Ram Dass, who has had relationships with both men and women, never wanted children, had never placed much value on family. But now that Peter is in his life, the man who famously said “If you think you’re enlightened, go spend a week with your family” seems to be rethinking the connection. He lights up when he speaks of his son visiting him in Maui with his wife and daughter. One Sunday in the guesthouse, he gets fidgety when Muib is a couple of minutes late to wheel him back. It is nearly one o’clock; he does not want to be late for his weekly Skype date with his son.
The last morning of the retreat, Ram Dass knocks on the guesthouse door. He has come bearing gifts: pictures of Maharaj-ji and malas knotted with threads from Maharaj-ji’s blanket.
In the late afternoon, the musicians from the beach come to the house for an improvised kirtan, just a handful of us sitting cross-legged on the sofa. Nobody seems to remember the words to the Hanuman Chalisa—definitely not the musicians, who have never played kirtan before—but when they segue into the familiar call-and-response chants, we sing our hearts out.
I pick up a drum and find the beat. Ram Dass beckons me to hand him the finger cymbals.
“You’ve got rhythm,” Ram Dass tells me.
I’m sad to be leaving, I say. I am, in my heart, and want to stay there.
He takes my hand.
“You will be bathed in loving light whenever you want it,” he assures me. “That’s what grace is.”
Polishing The Mirror
For over 40 years, Ram Dass has been exploring—and writing about—a soul-centered life path, his journey from living in his head to living in his heart. Since his first book was published in 1971 (Be Here Now, which has sold over 2 million copies), he has described the various methods and experiences that have helped him navigate his own life’s voyage: psychedelics, meditation, bhakti yoga, karma yoga, guru kripa, prayer, service, and working with the dying, sick, and aging.
His latest book is Polishing the Mirror: How to Live From Your Spiritual Heart (Sounds True, 2013), written with his friend and collaborator Rameshwar Das. The book’s title is inspired by the first line of the Hindu devotional hymn Hanuman Chalisa: “I cleanse the mirror of my heart with the pollen dust of holy Guru’s lotus feet.”
“This internal reflection,” Ram Dass writes, “can also be seen as a process of witnessing . . . our own actions, thoughts, and emotions with an attitude of tolerance and love.”
Ram Dass has been polishing the mirror of his heart for decades. Now 82 years old, he has the process down pat. “As you become more aware of what gets you to God and what doesn’t,” he writes, “you will naturally let go of what doesn’t.”
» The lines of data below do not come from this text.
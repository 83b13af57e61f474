//! File-name locale tags and the note prefixes used for them.

/// Locale tag found in an XLF file name, and the prefix developer notes use for it.
pub const LOCALE_PREFIXES: &[(&str, &str)] = &[
    ("cs-CZ", "CSY"),
    ("da-DK", "DAN"),
    ("de-AT", "DEA"),
    ("de-CH", "DES"),
    ("de-DE", "DEU"),
    ("en-AU", "ENA"),
    ("en-CA", "ENC"),
    ("en-GB", "ENG"),
    ("en-NZ", "ENZ"),
    ("en-US", "ENU"),
    ("es-ES", "ESP"),
    ("es-MX", "ESM"),
    ("fi-FI", "FIN"),
    ("fr-BE", "FRB"),
    ("fr-CA", "FRC"),
    ("fr-CH", "FRS"),
    ("fr-FR", "FRA"),
    ("is-IS", "ISL"),
    ("it-CH", "ITS"),
    ("it-IT", "ITA"),
    ("nb-NO", "NOR"),
    ("nl-BE", "NLB"),
    ("nl-NL", "NLD"),
    ("pl-PL", "PLK"),
    ("ru-RU", "RUS"),
    ("sv-SE", "SVE"),
];

/// Marker in the file name of the compiler-generated source XLF.
pub const GENERIC_MARKER: &str = ".g.xlf";

/// Note prefix for the first locale tag contained in `file_name` (case-insensitive).
#[must_use]
pub fn locale_prefix_for(file_name: &str) -> Option<&'static str> {
    let file_name = file_name.to_ascii_lowercase();
    LOCALE_PREFIXES
        .iter()
        .find(|(tag, _)| file_name.contains(&tag.to_ascii_lowercase()))
        .map(|(_, prefix)| *prefix)
}

#[cfg(test)]
mod tests {
    use googletest::prelude::*;
    use rstest::rstest;

    use super::*;

    #[rstest]
    #[case::german("MyApp.de-DE.xlf", Some("DEU"))]
    #[case::swiss_german("MyApp.de-CH.xlf", Some("DES"))]
    #[case::lower_case_tag("myapp.fr-fr.xlf", Some("FRA"))]
    #[case::dutch_belgium("Translations/App.nl-BE.xlf", Some("NLB"))]
    #[case::unsupported("MyApp.ja-JP.xlf", None)]
    #[case::no_tag("MyApp.xlf", None)]
    fn resolves_prefix_from_file_name(#[case] file_name: &str, #[case] expected: Option<&str>) {
        assert_that!(locale_prefix_for(file_name), eq(expected));
    }
}
//! Term translation lookups against the terminology search portal.

mod error;
mod language;
mod search;
mod source;

use std::sync::Arc;

pub use error::TranslationError;
pub use language::{
    DEFAULT_LANGUAGE_ID,
    LANGUAGE_IDS,
    language_id_for,
};
pub use search::{
    Direction,
    build_search_url,
    scrape_translations,
};
pub use source::{
    HttpTranslationSource,
    TranslationSource,
};

use crate::config::TranslationConfig;

/// Looks phrases up through a [`TranslationSource`].
#[derive(Clone)]
pub struct Translator {
    /// Page fetcher.
    source: Arc<dyn TranslationSource>,
}

impl std::fmt::Debug for Translator {
    fn fmt(&self, f: &mut std::fmt::Formatter<'_>) -> std::fmt::Result {
        f.debug_struct("Translator").field("source", &"<TranslationSource>").finish()
    }
}

impl Translator {
    #[must_use]
    pub fn new(source: Arc<dyn TranslationSource>) -> Self {
        Self { source }
    }

    /// Fetches up to `limit` distinct candidates for `phrase` with one request.
    pub async fn fetch_translations(
        &self,
        config: &TranslationConfig,
        phrase: &str,
        direction: Direction,
        product_id: u32,
        limit: usize,
    ) -> Result<Vec<String>, TranslationError> {
        let language_id = language_id_for(&config.target_language);
        let url =
            build_search_url(&config.search_url, phrase, direction, language_id, product_id)?;

        let page = self.source.fetch_page(&url).await?;
        let candidates = scrape_translations(&page, direction, limit);

        tracing::debug!(
            phrase = %phrase,
            language_id,
            product_id,
            found = candidates.len(),
            "Translation lookup finished"
        );

        Ok(candidates)
    }
}


#[cfg(test)]
#[allow(clippy::unwrap_used, clippy::indexing_slicing)]
mod tests {
    use googletest::prelude::*;

    use super::test_support::{
        CannedSource,
        result_page,
    };
    use super::*;

    #[tokio::test]
    async fn fetch_uses_configured_language_and_product() {
        let page = result_page(&[("Item", "Artikel")]);
        let source = Arc::new(CannedSource::with_pages(vec![Some(page.as_str())]));
        let translator = Translator::new(source.clone());
        let config = TranslationConfig {
            target_language: "French".to_string(),
            ..TranslationConfig::default()
        };

        let found =
            translator.fetch_translations(&config, "Item", Direction::Forward, 12, 1).await.unwrap();

        assert_that!(found, elements_are![eq("Artikel")]);
        let requested = source.requested();
        assert_that!(requested, len(eq(1)));
        assert_that!(requested[0], contains_substring("langID=345"));
        assert_that!(requested[0], contains_substring("productid=12"));
    }

    #[tokio::test]
    async fn failed_request_surfaces_error() {
        let translator = Translator::new(Arc::new(CannedSource::with_pages(vec![None])));

        let result = translator
            .fetch_translations(&TranslationConfig::default(), "Item", Direction::Forward, 0, 1)
            .await;

        assert_that!(result, err(anything()));
    }
}
//! Core types used throughout the project.

use serde::Serialize;
use tower_lsp::lsp_types;

/// A range in a document.
#[derive(Debug, Clone, Copy, PartialEq, Eq, Hash)]
pub struct SourceRange {
    pub start: SourcePosition,
    pub end: SourcePosition,
}

impl From<lsp_types::Range> for SourceRange {
    fn from(range: lsp_types::Range) -> Self {
        Self { start: range.start.into(), end: range.end.into() }
    }
}

impl From<SourceRange> for lsp_types::Range {
    fn from(range: SourceRange) -> Self {
        Self { start: range.start.into(), end: range.end.into() }
    }
}

impl Serialize for SourceRange {
    fn serialize<S: serde::Serializer>(&self, serializer: S) -> Result<S::Ok, S::Error> {
        lsp_types::Range::from(*self).serialize(serializer)
    }
}

/// A position in a document (0-indexed, UTF-16 columns).
#[derive(Debug, Clone, Copy, PartialEq, Eq, Hash, PartialOrd, Ord)]
pub struct SourcePosition {
    pub line: u32,
    pub character: u32,
}

impl From<lsp_types::Position> for SourcePosition {
    fn from(position: lsp_types::Position) -> Self {
        Self { line: position.line, character: position.character }
    }
}

impl From<SourcePosition> for lsp_types::Position {
    fn from(position: SourcePosition) -> Self {
        Self { line: position.line, character: position.character }
    }
}

impl SourceRange {
    /// An empty range (a caret) at `position`.
    #[must_use]
    pub const fn caret(position: SourcePosition) -> Self {
        Self { start: position, end: position }
    }

    #[must_use]
    pub const fn is_empty(&self) -> bool {
        self.start.line == self.end.line && self.start.character == self.end.character
    }

    /// Checks if a position is within this range.
    #[must_use]
    pub const fn contains(&self, position: SourcePosition) -> bool {
        if position.line < self.start.line {
            return false;
        }
        if position.line == self.start.line && position.character < self.start.character {
            return false;
        }
        if position.line > self.end.line {
            return false;
        }
        if position.line == self.end.line && position.character > self.end.character {
            return false;
        }
        true
    }

    /// Checks if `other` lies entirely within this range.
    #[must_use]
    pub const fn contains_range(&self, other: &Self) -> bool {
        self.contains(other.start) && self.contains(other.end)
    }
}

/// Length of `text` in UTF-16 code units, the column unit LSP positions use.
#[must_use]
#[allow(clippy::cast_possible_truncation)] // a single line never exceeds u32::MAX units
pub fn utf16_len(text: &str) -> u32 {
    text.encode_utf16().count() as u32
}

/// Converts a UTF-16 column into a byte offset within `line`, clamped to the line end.
#[must_use]
pub fn byte_offset(line: &str, character: u32) -> usize {
    let mut units = 0u32;
    for (offset, ch) in line.char_indices() {
        if units >= character {
            return offset;
        }
        #[allow(clippy::cast_possible_truncation)] // len_utf16 is 1 or 2
        {
            units += ch.len_utf16() as u32;
        }
    }
    line.len()
}

#[cfg(test)]
#[allow(clippy::unwrap_used, clippy::indexing_slicing)]
mod tests {
    use googletest::prelude::*;
    use rstest::rstest;

    use super::*;

    const fn pos(line: u32, character: u32) -> SourcePosition {
        SourcePosition { line, character }
    }

    const fn range(start_line: u32, start_char: u32, end_line: u32, end_char: u32) -> SourceRange {
        SourceRange { start: pos(start_line, start_char), end: pos(end_line, end_char) }
    }

    #[rstest]
    #[case::before_start_line(pos(0, 5), range(1, 5, 2, 10), false)]
    #[case::before_start_char(pos(1, 4), range(1, 5, 2, 10), false)]
    #[case::at_start(pos(1, 5), range(1, 5, 2, 10), true)]
    #[case::middle_line(pos(1, 10), range(1, 5, 2, 10), true)]
    #[case::at_end(pos(2, 10), range(1, 5, 2, 10), true)]
    #[case::after_end_char(pos(2, 11), range(1, 5, 2, 10), false)]
    #[case::after_end_line(pos(3, 0), range(1, 5, 2, 10), false)]
    fn test_contains(
        #[case] position: SourcePosition,
        #[case] range: SourceRange,
        #[case] expected: bool,
    ) {
        assert_that!(range.contains(position), eq(expected));
    }

    #[rstest]
    #[case::inside(range(1, 6, 1, 8), true)]
    #[case::same(range(1, 5, 1, 10), true)]
    #[case::caret_inside(range(1, 7, 1, 7), true)]
    #[case::overlaps_end(range(1, 8, 1, 12), false)]
    #[case::before(range(0, 0, 0, 3), false)]
    fn test_contains_range(#[case] other: SourceRange, #[case] expected: bool) {
        assert_that!(range(1, 5, 1, 10).contains_range(&other), eq(expected));
    }

    #[rstest]
    #[case::ascii("abc", 2, 2)]
    #[case::past_end("abc", 10, 3)]
    #[case::multibyte("äbc", 1, 2)]
    #[case::surrogate_pair("😀x", 2, 4)]
    fn test_byte_offset(#[case] line: &str, #[case] character: u32, #[case] expected: usize) {
        assert_that!(byte_offset(line, character), eq(expected));
    }

    #[googletest::test]
    fn utf16_len_counts_code_units() {
        expect_that!(utf16_len("DataItem("), eq(9));
        expect_that!(utf16_len("😀"), eq(2));
    }
}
For those negotiating this process, Polishing the Mirror offers an eclectic tool kit. Kirtan chants and meditation suggestions are mixed with classic Ram Dass stories, tales from the Hindu epic Ramayana, and poems by Rilke and Rumi (and Hallmark!). His take on subjects such as karma and relationships blends with his observations on aging, changing, and dying.
His message, as clear as it has always been and delivered with his inimitable humor, does not deviate much from the original words of wisdom he received from his guru, Neem Karoli Baba, many years ago: Love everyone and tell the truth.
The fact that this book does not get into the deeply personal exploration of his own final chapter—the book that would be the natural follow-up to Still Here, which ends with a recounting of his devastating 1997 stroke—leads us to think that Ram Dass has at least one more book in him.
Or not. As he notes, “your romantic attachment to your own story line and how it comes out fades.”